### [Task]
Go through the data line by line from the top, retyping each exactly, and end with the line that contains "static PATTERN: OnceLock<Regex>".

Collected data entries:
■ ■ ■ ■ ■ ■ ■
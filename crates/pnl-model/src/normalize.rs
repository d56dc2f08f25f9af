//! Value normalization
//!
//! Raw adapter output is noisy: mixed case, unit suffixes, phrasing like
//! "main lugs only". Each field has one canonical form, and observations are
//! normalized before they are compared against the stored value so that
//! `"20A"` and `20` count as the same reading.

use crate::circuit::validate_pole_count;
use crate::error::ModelError;
use crate::field::{CircuitAttr, FieldKey, HeaderField};
use crate::template::TemplateDescriptor;
use crate::value::{FieldValue, LoadType};
use regex::Regex;
use std::sync::OnceLock;

/// Widest description the schedule form can print
pub const DESCRIPTION_MAX_LEN: usize = 39;

const MLO_HINTS: [&str; 7] = [
    "MLO",
    "M.L.O",
    "MAIN LUG",
    "MAIN LUGS",
    "LUGS ONLY",
    "LUG ONLY",
    "NO MAIN",
];

fn amps_pattern() -> &'static Regex {
    static PATTERN: OnceLock<Regex> = OnceLock::new();
    PATTERN.get_or_init(|| {
        Regex::new(r"(\d+(?:\.\d+)?)\s*A?\b").expect("amperage pattern is a valid regex")
    })
}

/// Canonical phase designator: `1PH`, `3PH`, or the upper-cased input
#[must_use]
pub fn normalize_phase(raw: &str) -> String {
    let upper = raw.trim().to_uppercase();
    if upper.contains("SINGLE") {
        return "1PH".to_string();
    }
    if upper.contains("THREE") {
        return "3PH".to_string();
    }
    let digits: String = upper
        .replace('Ø', "")
        .replace("PHASE", "")
        .replace("PH", "")
        .chars()
        .filter(|c| !c.is_whitespace() && *c != '-')
        .collect();
    match digits.as_str() {
        "1" => "1PH".to_string(),
        "3" => "3PH".to_string(),
        _ => upper,
    }
}

/// Canonical main breaker: `MLO` or `<n>A`
#[must_use]
pub fn normalize_main_breaker(raw: &str) -> String {
    let upper = raw.trim().to_uppercase();
    if MLO_HINTS.iter().any(|hint| upper.contains(hint)) {
        return "MLO".to_string();
    }
    if upper.contains("NOT")
        && (upper.contains("MCB") || upper.contains("MAIN") || upper.contains("BREAKER"))
    {
        return "MLO".to_string();
    }
    amps_pattern()
        .captures(&upper)
        .and_then(|caps| caps.get(1))
        .and_then(|m| m.as_str().parse::<f64>().ok())
        .map_or_else(|| "MLO".to_string(), |n| format!("{}A", FieldValue::Number(n)))
}

/// Read an amperage from a number or text like `"20A"` / `"20 AMPS"`
#[must_use]
pub fn parse_amps(value: &FieldValue) -> Option<f64> {
    match value {
        FieldValue::Number(n) => Some(*n),
        FieldValue::Text(s) => s
            .trim()
            .trim_end_matches(|c: char| c.is_ascii_alphabetic())
            .trim()
            .parse::<f64>()
            .ok(),
    }
}

fn non_negative(key: FieldKey, value: &FieldValue) -> Result<FieldValue, ModelError> {
    match parse_amps(value) {
        Some(n) if n.is_finite() && n >= 0.0 => Ok(FieldValue::Number(n)),
        Some(n) => Err(ModelError::invalid(key, format!("{n} is not a non-negative amperage"))),
        None => Err(ModelError::invalid(key, format!("{value} is not a number"))),
    }
}

fn upper_text(value: &FieldValue) -> String {
    value.to_string().trim().to_uppercase()
}

fn truncate_chars(s: &str, max: usize) -> String {
    s.chars().take(max).collect::<String>().trim_end().to_string()
}

/// Normalize a raw value for `key` under `template`
///
/// Blank text yields [`ModelError::EmptyValue`]; every other failure is a
/// validation error the caller should surface.
pub fn normalize_value(
    key: FieldKey,
    value: &FieldValue,
    template: &TemplateDescriptor,
) -> Result<FieldValue, ModelError> {
    if value.is_blank() {
        return Err(ModelError::EmptyValue(key));
    }
    if let FieldValue::Number(n) = value {
        if !n.is_finite() {
            return Err(ModelError::invalid(key, "not a finite number"));
        }
    }

    match key {
        FieldKey::Header(field) => normalize_header(key, field, value, template),
        FieldKey::Circuit { circuit, attr } => {
            let max = template.circuit_bounds.max;
            if circuit == 0 || circuit > max {
                return Err(ModelError::CircuitOutOfRange {
                    circuit: i64::from(circuit),
                    max,
                });
            }
            normalize_circuit(key, attr, value)
        }
    }
}

fn normalize_header(
    key: FieldKey,
    field: HeaderField,
    value: &FieldValue,
    template: &TemplateDescriptor,
) -> Result<FieldValue, ModelError> {
    match field {
        HeaderField::Phase => Ok(FieldValue::Text(normalize_phase(&value.to_string()))),
        HeaderField::MainBreaker => Ok(FieldValue::Text(normalize_main_breaker(&value.to_string()))),
        HeaderField::MainBusAmps => non_negative(key, value),
        HeaderField::NumberOfCircuits => {
            let n = parse_amps(value)
                .filter(|n| n.fract() == 0.0)
                .ok_or_else(|| ModelError::invalid(key, format!("{value} is not a whole number")))?;
            #[allow(clippy::cast_possible_truncation)]
            let count = template.circuit_count(n as i64)?;
            Ok(FieldValue::Number(f64::from(count.get())))
        }
        _ => Ok(FieldValue::Text(upper_text(value))),
    }
}

fn normalize_circuit(
    key: FieldKey,
    attr: CircuitAttr,
    value: &FieldValue,
) -> Result<FieldValue, ModelError> {
    match attr {
        CircuitAttr::Description => Ok(FieldValue::Text(truncate_chars(
            &upper_text(value),
            DESCRIPTION_MAX_LEN,
        ))),
        CircuitAttr::BreakerPoles => {
            validate_pole_count(value).map(|k| FieldValue::Number(f64::from(k)))
        }
        CircuitAttr::BreakerAmps | CircuitAttr::LoadAmps => non_negative(key, value),
        CircuitAttr::LoadType => {
            let load_type: LoadType = value.to_string().parse()?;
            Ok(FieldValue::from(load_type))
        }
    }
}

#[cfg(test)]
mod tests {
    use super::*;

    fn template() -> TemplateDescriptor {
        TemplateDescriptor::three_phase()
    }

    fn count(v: impl Into<FieldValue>) -> Result<FieldValue, ModelError> {
        normalize_value(
            FieldKey::header(HeaderField::NumberOfCircuits),
            &v.into(),
            &template(),
        )
    }

    #[test]
    fn phase_variants() {
        assert_eq!(normalize_phase("3Ø"), "3PH");
        assert_eq!(normalize_phase("three phase"), "3PH");
        assert_eq!(normalize_phase("1 PHASE"), "1PH");
        assert_eq!(normalize_phase("Single"), "1PH");
        assert_eq!(normalize_phase("3-ph"), "3PH");
        assert_eq!(normalize_phase("delta"), "DELTA");
    }

    #[test]
    fn main_breaker_variants() {
        assert_eq!(normalize_main_breaker("main lugs only"), "MLO");
        assert_eq!(normalize_main_breaker("not a main breaker"), "MLO");
        assert_eq!(normalize_main_breaker("225A"), "225A");
        assert_eq!(normalize_main_breaker("100 amp main"), "100A");
        assert_eq!(normalize_main_breaker("unknown"), "MLO");
    }

    #[test]
    fn circuit_count_rules() {
        assert_eq!(count(42.0).unwrap(), FieldValue::Number(42.0));
        assert_eq!(count("18").unwrap(), FieldValue::Number(18.0));
        assert_eq!(count(84u32).unwrap(), FieldValue::Number(84.0));
        assert_eq!(count(41.0), Err(ModelError::OddCircuitCount(41)));
        assert!(matches!(count(17.0), Err(ModelError::CircuitCountOutOfRange { .. })));
        assert!(matches!(count(85.0), Err(ModelError::CircuitCountOutOfRange { .. })));
        assert!(count(42.5).is_err());
    }

    #[test]
    fn blank_is_empty_value() {
        let key = FieldKey::header(HeaderField::Voltage);
        let err = normalize_value(key, &"   ".into(), &template()).unwrap_err();
        assert!(err.is_empty_value());
    }

    #[test]
    fn description_is_upper_and_truncated() {
        let key = FieldKey::circuit(1, CircuitAttr::Description);
        let long = "receptacles in the north conference room and lobby";
        let out = normalize_value(key, &long.into(), &template()).unwrap();
        let text = out.as_text().unwrap();
        assert!(text.chars().count() <= DESCRIPTION_MAX_LEN);
        assert!(text.starts_with("RECEPTACLES IN THE NORTH"));
    }

    #[test]
    fn amps_accept_suffix_and_reject_negative() {
        let key = FieldKey::circuit(3, CircuitAttr::BreakerAmps);
        assert_eq!(
            normalize_value(key, &"20A".into(), &template()).unwrap(),
            FieldValue::Number(20.0)
        );
        assert!(normalize_value(key, &FieldValue::Number(-5.0), &template()).is_err());
        assert!(normalize_value(key, &"lots".into(), &template()).is_err());
    }

    #[test]
    fn load_type_is_validated() {
        let key = FieldKey::circuit(3, CircuitAttr::LoadType);
        assert_eq!(
            normalize_value(key, &"rcp".into(), &template()).unwrap(),
            FieldValue::Text("RCP".into())
        );
        assert!(matches!(
            normalize_value(key, &"HVAC".into(), &template()),
            Err(ModelError::InvalidLoadType(_))
        ));
    }

    #[test]
    fn circuit_beyond_template_max_is_rejected() {
        let key = FieldKey::circuit(85, CircuitAttr::LoadAmps);
        assert!(matches!(
            normalize_value(key, &FieldValue::Number(1.0), &template()),
            Err(ModelError::CircuitOutOfRange { circuit: 85, max: 84 })
        ));
    }
}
■ ■ ■ ■ ■ ■ ■
### [Task response]
filename crates/pnl-model/src/normalize.rs
repository d56dc2f08f25f9af
//! Value normalization
//!
//! Raw adapter output is noisy: mixed case, unit suffixes, phrasing like
//! "main lugs only". Each field has one canonical form, and observations are
//! normalized before they are compared against the stored value so that
//! `"20A"` and `20` count as the same reading.

use crate::circuit::validate_pole_count;
use crate::error::ModelError;
use crate::field::{CircuitAttr, FieldKey, HeaderField};
use crate::template::TemplateDescriptor;
use crate::value::{FieldValue, LoadType};
use regex::Regex;
use std::sync::OnceLock;

/// Widest description the schedule form can print
pub const DESCRIPTION_MAX_LEN: usize = 39;

const MLO_HINTS: [&str; 7] = [
    "MLO",
    "M.L.O",
    "MAIN LUG",
    "MAIN LUGS",
    "LUGS ONLY",
    "LUG ONLY",
    "NO MAIN",
];

fn amps_pattern() -> &'static Regex {
    static PATTERN: OnceLock<Regex> = OnceLock::new();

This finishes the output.